Calculate the long ran equilibrium output of each dupoly,market price, ,and economic profits of each firm and the industry profit as whole.

To calculate the long-run equilibrium output, market price, economic profits of each firm, and industry profit, we need to follow a few steps:

Step 1: Determine the industry demand and supply curves: Obtain the demand curve for the industry by summing up the individual demand curves of the firms in the market. The supply curve for the industry is derived by adding up the individual supply curves of all the firms.

Step 2: Find the intersection of the industry demand and supply curves: The equilibrium market price and quantity will be determined at the point where the industry demand and supply curves intersect.

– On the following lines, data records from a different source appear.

//! `flocons-mountfs`: mounts a local or remote flocons tree as a FUSE
//! filesystem. Equivalent to the original's `bin/floconsfs.cpp` and the
//! teacher's `client/src/main.rs`.

use std::path::PathBuf;
use std::sync::{Arc, Mutex};

use clap::Parser;
use fuser::MountOption;

use flocons_core::http_client::HttpFileService;
use flocons_core::service::LocalFileService;
use flocons_core::url::Url;
use flocons_core::FileService;

mod config;
mod fs;

use fs::{FsWrapper, MountFs};

/// Mounts `<source>` (a filesystem path or an `http(s)://` URL) at
/// `<mount_point>`.
#[derive(Parser, Debug)]
#[command(name = "flocons-mountfs", version, about)]
struct Args {
    /// Increase log verbosity (can be repeated: -v, -vv).
    #[arg(short, long, action = clap::ArgAction::Count)]
    verbose: u8,

    /// Context name used when writing new containers to a local source.
    /// Ignored for a remote (HTTP) source, where the peer owns write
    /// identity. See SPEC_FULL.md §6.
    #[arg(short = 'H', long, default_value = "localhost")]
    hostname: String,

    /// Optional TOML file overriding the default cache settings.
    #[arg(short, long)]
    config: Option<PathBuf>,

    /// A local directory, or an `http(s)://` URL naming a peer running
    /// `flocons-httpd`.
    source: String,

    /// Where to mount the filesystem.
    mount_point: PathBuf,
}

fn main() -> anyhow::Result<()> {
    let args = Args::parse();

    let default_filter = match args.verbose {
        0 => "flocons_mountfs=info,flocons_core=info",
        1 => "flocons_mountfs=debug,flocons_core=debug",
        _ => "trace",
    };
    tracing_subscriber::fmt()
        .with_env_filter(tracing_subscriber::EnvFilter::try_from_default_env().unwrap_or_else(|_| default_filter.into()))
        .init();

    let service: Box<dyn FileService> = if Url::is_valid(&args.source) {
        tracing::info!(source = %args.source, "mounting a remote flocons peer");
        Box::new(HttpFileService::new(&args.source)?)
    } else {
        tracing::info!(source = %args.source, "mounting a local flocons tree");
        std::fs::create_dir_all(&args.source)?;
        Box::new(LocalFileService::new(args.hostname.clone(), &args.source))
    };

    let config = config::load_config(args.config.as_deref());
    let mount_fs = MountFs::new(service, config);
    let wrapper = FsWrapper(Arc::new(Mutex::new(mount_fs)));

    let options = vec![MountOption::AutoUnmount, MountOption::FSName("flocons".to_string())];
    tracing::info!(mount_point = %args.mount_point.display(), "mounting");
    fuser::mount2(wrapper, &args.mount_point, &options)?;
    Ok(())
}
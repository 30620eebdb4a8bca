use std::sync::{Arc, Mutex};

use crate::accessor::DirectoryAccessor;
use crate::error::Result;
use crate::mime;
use crate::path::Path;

#[derive(Debug, Clone, Copy, PartialEq, Eq)]
pub enum FileKind {
    Regular,
    Directory,
}

/// Common metadata shared by regular files and directories.
#[derive(Debug, Clone)]
pub struct FileMeta {
    pub path: Path,
    pub kind: FileKind,
    pub mode: u32,
    pub mtime: i64,
}

impl FileMeta {
    pub fn mime_type(&self) -> &'static str {
        match self.kind {
            FileKind::Directory => mime::DIRECTORY_MIME_TYPE,
            FileKind::Regular => mime::mime_type_for_extension(self.path.extension()),
        }
    }
}

/// A lazily-evaluated accessor for a regular file's bytes: capturing the
/// owning container, address, and size instead of eagerly reading, so
/// listing a directory never touches file content.
///
/// The accessor closure only needs `&self` because `RegularFileContainer`
/// serializes its own reads internally.
pub type DataAccessor = Arc<dyn Fn() -> Result<Vec<u8>> + Send + Sync>;

pub struct RegularFile {
    pub meta: FileMeta,
    pub size: u64,
    pub address: u64,
    data: DataAccessor,
}

impl RegularFile {
    pub fn new(meta: FileMeta, size: u64, address: u64, data: DataAccessor) -> Self {
        RegularFile { meta, size, address, data }
    }

    /// Reads the whole file content through the lazy accessor. Matches the
    /// original's `RegularFile::data()` behavior of reading on demand.
    pub fn content(&self) -> Result<Vec<u8>> {
        (self.data)()
    }
}

impl std::fmt::Debug for RegularFile {
    fn fmt(&self, f: &mut std::fmt::Formatter<'_>) -> std::fmt::Result {
        f.debug_struct("RegularFile")
            .field("meta", &self.meta)
            .field("size", &self.size)
            .field("address", &self.address)
            .finish()
    }
}

/// In-memory variant used at the HTTP client boundary, where bytes have
/// already crossed the wire and a lazy container-backed accessor makes no
/// sense.
pub struct InMemoryRegularFile {
    pub meta: FileMeta,
    pub data: Vec<u8>,
}

pub enum File {
    Regular(RegularFile),
    Directory(Arc<Directory>),
}

impl File {
    pub fn meta(&self) -> &FileMeta {
        match self {
            File::Regular(r) => &r.meta,
            File::Directory(d) => &d.meta,
        }
    }
}

/// A directory node. Holds the accessor used to list/create children,
/// behind a trait object so the same type serves both the local,
/// filesystem-backed tree (`LocalDirectoryAccessor`) and the HTTP client's
/// remote-proxying one (`http_client::RemoteDirectoryAccessor`).
///
/// The accessor holds no reference back to its owning context or cache,
/// so there's no `Directory -> accessor -> context -> cache -> Directory`
/// cycle to break: the cache (`cache::DirectoryCache`) only ever stores a
/// `Weak<Directory>`, and a `Directory` that nothing else is holding is
/// simply dropped.
pub struct Directory {
    pub meta: FileMeta,
    pub(crate) accessor: Mutex<Box<dyn DirectoryAccessor>>,
}

impl Directory {
    pub fn new(meta: FileMeta, accessor: impl DirectoryAccessor + 'static) -> Arc<Self> {
        Arc::new(Directory { meta, accessor: Mutex::new(Box::new(accessor)) })
    }

    pub fn path(&self) -> &Path {
        &self.meta.path
    }
}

Step 3: Determine the individual firms' output and price: In perfect competition, each firm is a price-taker, meaning that they have no market power and must accept the prevailing market price. The individual firm's output will be determined by the point where its marginal cost (MC) intersects with the market price.

Step 4: Assess economic profits: Economic profit is the difference between total revenue (TR) and total cost (TC). In the long run, firms will adjust their inputs and outputs until economic profits are zero. If firms are making positive economic profits, new firms will enter the market, increasing supply and driving prices down. Conversely, if firms are making losses, some firms may exit the market, reducing supply and driving prices up.

Step 5: Determine industry profit: Industry profit is calculated by multiplying the market price by the equilibrium output.

Now, let's assume we have the necessary data (demand curves, cost curves, etc.) and apply these steps to calculate the equilibrium output of each firm, market price, economic profits of each firm, and industry profit as a whole.